> **Your instructions**
Please retype, character for character, the portion of the entries below that runs from the line containing "assert_eq!(back, cart);" to the last line.
── Record excerpts ──
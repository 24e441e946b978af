//! Test harness wiring a session to in-memory fakes.

#![allow(dead_code)]

use std::sync::Arc;

use restora::blob_cache::{BlobCache, ImageFetcher, ReencodingRasterizer};
use restora::clock::ManualClock;
use restora::db::Database;
use restora::favorites::FavoritesIndex;
use restora::history::{HistoryReconciler, JobMapper, ReconcilerSettings};
use restora::remote::RemoteHistory;
use restora::session::Session;
use restora::store::{HiddenJobStore, KvStore};

use super::builders::start_time;
use super::fakes::{MemoryImageFetcher, ScriptedHistory};

/// A session over an in-memory database with scripted remotes and a
/// manual clock.
pub struct TestHarness {
    pub session: Session,
    pub remote: Arc<ScriptedHistory>,
    pub fetcher: Arc<MemoryImageFetcher>,
    pub clock: Arc<ManualClock>,
}

impl TestHarness {
    pub fn new() -> Self {
        Self::build(JobMapper::default(), None)
    }

    /// Only jobs from `models` are accepted.
    pub fn with_models(models: &[&str]) -> Self {
        Self::build(JobMapper::new(models.iter().copied()), None)
    }

    /// Enables the fallback download path through `proxy`.
    pub fn with_proxy(proxy: &str) -> Self {
        Self::build(JobMapper::default(), Some(proxy.to_string()))
    }

    fn build(mapper: JobMapper, proxy: Option<String>) -> Self {
        let db = Database::open_in_memory().expect("open in-memory DB");
        let remote = ScriptedHistory::new();
        let fetcher = MemoryImageFetcher::new();
        let clock = Arc::new(ManualClock::new(start_time()));

        let mut cache = BlobCache::new(db.clone(), fetcher.clone() as Arc<dyn ImageFetcher>);
        if let Some(proxy) = proxy {
            let proxy = reqwest::Url::parse(&proxy).expect("valid proxy url");
            cache = cache.with_rasterizer(Arc::new(ReencodingRasterizer::new(
                fetcher.clone() as Arc<dyn ImageFetcher>,
                Some(proxy),
            )));
        }

        let session = Session::assemble(
            db,
            remote.clone() as Arc<dyn RemoteHistory>,
            Arc::new(cache),
            mapper,
            clock.clone(),
            ReconcilerSettings::default(),
        );
        Self {
            session,
            remote,
            fetcher,
            clock,
        }
    }

    pub fn history(&self) -> &Arc<HistoryReconciler> {
        self.session.history()
    }

    pub fn favorites(&self) -> &FavoritesIndex {
        self.session.favorites()
    }

    pub fn cache(&self) -> &Arc<BlobCache> {
        self.session.favorites().cache()
    }

    /// Override store as seen by another instance sharing the database.
    pub fn other_instance_overrides(&self) -> HiddenJobStore {
        HiddenJobStore::new(KvStore::new(self.session.database().clone()))
    }

    /// A second reconciler over the same database and remote, as after a
    /// reload.
    pub fn reloaded_history(&self) -> HistoryReconciler {
        self.history_with_settings(ReconcilerSettings::default())
    }

    /// Like [`Self::reloaded_history`], with custom paging and retention.
    pub fn history_with_settings(&self, settings: ReconcilerSettings) -> HistoryReconciler {
        HistoryReconciler::new(
            self.remote.clone(),
            self.other_instance_overrides(),
            JobMapper::default(),
            self.clock.clone(),
            settings,
        )
    }
}
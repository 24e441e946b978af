//! Process-wide logging setup.
//!
//! `log` records from this crate and its dependencies are bridged into
//! `tracing`, so both end up in the same subscriber.

use tracing_subscriber::layer::SubscriberExt;
use tracing_subscriber::{fmt, EnvFilter, Registry};

use crate::config::{LogFormat, LoggingConfig};
use crate::error::RestoraError;

/// Builds the filter: `RUST_LOG` when set, otherwise the configured level.
pub fn build_filter(config: &LoggingConfig) -> Result<EnvFilter, RestoraError> {
    match EnvFilter::try_from_default_env() {
        Ok(filter) => Ok(filter),
        Err(_) => EnvFilter::try_new(&config.level)
            .map_err(|e| RestoraError::Logging(format!("invalid level '{}': {}", config.level, e))),
    }
}

/// Installs the global subscriber. Fails if one is already installed.
pub fn init(config: &LoggingConfig) -> Result<(), RestoraError> {
    let filter = build_filter(config)?;

    let installed = match config.format {
        LogFormat::Pretty => tracing::subscriber::set_global_default(
            Registry::default()
                .with(filter)
                .with(fmt::layer().with_target(true)),
        ),
        LogFormat::Json => tracing::subscriber::set_global_default(
            Registry::default()
                .with(filter)
                .with(fmt::layer().json().with_current_span(true)),
        ),
    };
    installed.map_err(|e| RestoraError::Logging(e.to_string()))?;

    tracing_log::LogTracer::init().map_err(|e| RestoraError::Logging(e.to_string()))?;

    log::info!("Logging initialized ({:?}, level '{}')", config.format, config.level);
    Ok(())
}
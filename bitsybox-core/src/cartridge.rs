//! Asset bundle handed to a session: game data, font data and the engine
//! units evaluated before the load hook runs.

use std::fs::File;
use std::io::{BufReader, Read, Seek, Write};
use std::path::Path;

use crate::decode::CartReader;
use crate::encode::CartWriter;
use crate::error::{ConsoleError, Result};
use crate::format::EntryKind;

/// Entry name the packer gives the font when none is supplied.
pub const DEFAULT_FONT_NAME: &str = "default_font";

/// One engine script or bytecode unit.
#[derive(Clone, Debug, PartialEq, Eq)]
pub struct ScriptUnit {
    pub name: String,
    pub code: Vec<u8>,
}

#[derive(Clone, Debug, PartialEq, Eq)]
pub struct Cartridge {
    pub game: Vec<u8>,
    pub font: Vec<u8>,
    /// Engine units in evaluation order.
    pub units: Vec<ScriptUnit>,
}

fn asset_error(err: anyhow::Error) -> ConsoleError {
    ConsoleError::AssetLoad(format!("{err:#}"))
}

impl Cartridge {
    pub fn load(path: &Path) -> Result<Self> {
        let file = File::open(path)
            .map_err(|e| ConsoleError::AssetLoad(format!("{}: {e}", path.display())))?;
        let cart = Self::read(BufReader::new(file))?;
        log::info!(
            "loaded {}: {} engine units, game {} bytes, font {} bytes",
            path.display(),
            cart.units.len(),
            cart.game.len(),
            cart.font.len()
        );
        Ok(cart)
    }

    pub fn read<R: Read + Seek>(reader: R) -> Result<Self> {
        let mut reader = CartReader::new(reader).map_err(asset_error)?;

        let mut game = None;
        let mut font = None;
        let mut units = Vec::new();
        for idx in 0..reader.index.len() {
            let (kind, name) = (reader.index[idx].kind, reader.index[idx].name.clone());
            let data = reader
                .read_entry(idx)
                .map_err(|e| asset_error(e.context(format!("entry {name}"))))?;
            match kind {
                EntryKind::Script => units.push(ScriptUnit { name, code: data }),
                EntryKind::Game if game.is_none() => game = Some(data),
                EntryKind::Font if font.is_none() => font = Some(data),
                _ => log::warn!("ignoring duplicate {kind:?} entry {name}"),
            }
        }

        Ok(Self {
            game: game.ok_or_else(|| ConsoleError::AssetLoad("cartridge has no game data".into()))?,
            font: font.ok_or_else(|| ConsoleError::AssetLoad("cartridge has no font".into()))?,
            units,
        })
    }

    /// Write units first, then the game and font.
    pub fn write<W: Write + Seek>(&self, writer: W, font_name: &str) -> anyhow::Result<W> {
        let mut writer = CartWriter::new(writer)?;
        for unit in &self.units {
            writer.write_entry(EntryKind::Script, &unit.name, &unit.code)?;
        }
        writer.write_entry(EntryKind::Game, "game", &self.game)?;
        writer.write_entry(EntryKind::Font, font_name, &self.font)?;
        writer.finish()
    }
}

#[cfg(test)]
mod tests {
    use std::io::Cursor;

    use super::*;

    fn sample() -> Cartridge {
        Cartridge {
            game: b"Write your game's title here\n\nPAL 0\n0,82,204\n".to_vec(),
            font: vec![7u8; 300],
            units: vec![
                ScriptUnit { name: "engine".into(), code: b"var a = 1;".to_vec() },
                ScriptUnit { name: "bitsy".into(), code: vec![0u8; 4096] },
            ],
        }
    }

    #[test]
    fn roundtrip_keeps_unit_order() {
        let cart = sample();
        let buf = cart.write(Cursor::new(Vec::new()), DEFAULT_FONT_NAME).unwrap();
        let back = Cartridge::read(Cursor::new(buf.into_inner())).unwrap();
        assert_eq!(back, cart);
        assert_eq!(back.units[0].name, "engine");
    }

    #[test]
    fn missing_font_is_an_asset_error() {
        let mut writer = CartWriter::new(Cursor::new(Vec::new())).unwrap();
        writer.write_entry(EntryKind::Game, "game", b"game").unwrap();
        let buf = writer.finish().unwrap();

        let err = Cartridge::read(Cursor::new(buf.into_inner())).unwrap_err();
        assert_eq!(err, ConsoleError::AssetLoad("cartridge has no font".into()));
    }

    #[test]
    fn bad_magic_is_an_asset_error() {
        let err = Cartridge::read(Cursor::new(vec![0u8; 64])).unwrap_err();
        assert!(matches!(err, ConsoleError::AssetLoad(msg) if msg.contains("magic")));
    }

    #[test]
    fn entry_past_end_of_file_is_rejected() {
        let buf = sample().write(Cursor::new(Vec::new()), DEFAULT_FONT_NAME).unwrap().into_inner();

        // first index record sits right after the payloads; inflate its size
        let index_offset = u64::from_le_bytes(buf[10..18].try_into().unwrap()) as usize;
        let mut forged = buf.clone();
        forged[index_offset + 10..index_offset + 14].copy_from_slice(&u32::MAX.to_le_bytes());
        let err = Cartridge::read(Cursor::new(forged)).unwrap_err();
        assert!(matches!(err, ConsoleError::AssetLoad(msg) if msg.contains("past end of file")));

        let mut truncated = buf;
        truncated[10..18].copy_from_slice(&u64::MAX.to_le_bytes());
        assert!(Cartridge::read(Cursor::new(truncated)).is_err());
    }

    #[test]
    fn missing_file_is_an_asset_error() {
        let err = Cartridge::load(Path::new("/nonexistent/game.bbox")).unwrap_err();
        assert!(matches!(err, ConsoleError::AssetLoad(_)));
    }
}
───
> **Task answer**
        assert_eq!(back, cart);
        assert_eq!(back.units[0].name, "engine");
    }

    #[test]
    fn missing_font_is_an_asset_error() {
        let mut writer = CartWriter::new(Cursor::new(Vec::new())).unwrap();
        writer.write_entry(EntryKind::Game, "game", b"game").unwrap();
        let buf = writer.finish().unwrap();

        let err = Cartridge::read(Cursor::new(buf.into_inner())).unwrap_err();
        assert_eq!(err, ConsoleError::AssetLoad("cartridge has no font".into()));
    }

    #[test]
    fn bad_magic_is_an_asset_error() {
        let err = Cartridge::read(Cursor::new(vec![0u8; 64])).unwrap_err();
        assert!(matches!(err, ConsoleError::AssetLoad(msg) if msg.contains("magic")));
    }

    #[test]
    fn entry_past_end_of_file_is_rejected() {
        let buf = sample().write(Cursor::new(Vec::new()), DEFAULT_FONT_NAME).unwrap().into_inner();

        // first index record sits right after the payloads; inflate its size
        let index_offset = u64::from_le_bytes(buf[10..18].try_into().unwrap()) as usize;
        let mut forged = buf.clone();
        forged[index_offset + 10..index_offset + 14].copy_from_slice(&u32::MAX.to_le_bytes());
        let err = Cartridge::read(Cursor::new(forged)).unwrap_err();
        assert!(matches!(err, ConsoleError::AssetLoad(msg) if msg.contains("past end of file")));

        let mut truncated = buf;
        truncated[10..18].copy_from_slice(&u64::MAX.to_le_bytes());
        assert!(Cartridge::read(Cursor::new(truncated)).is_err());
    }

    #[test]
    fn missing_file_is_an_asset_error() {
        let err = Cartridge::load(Path::new("/nonexistent/game.bbox")).unwrap_err();
        assert!(matches!(err, ConsoleError::AssetLoad(_)));
    }
}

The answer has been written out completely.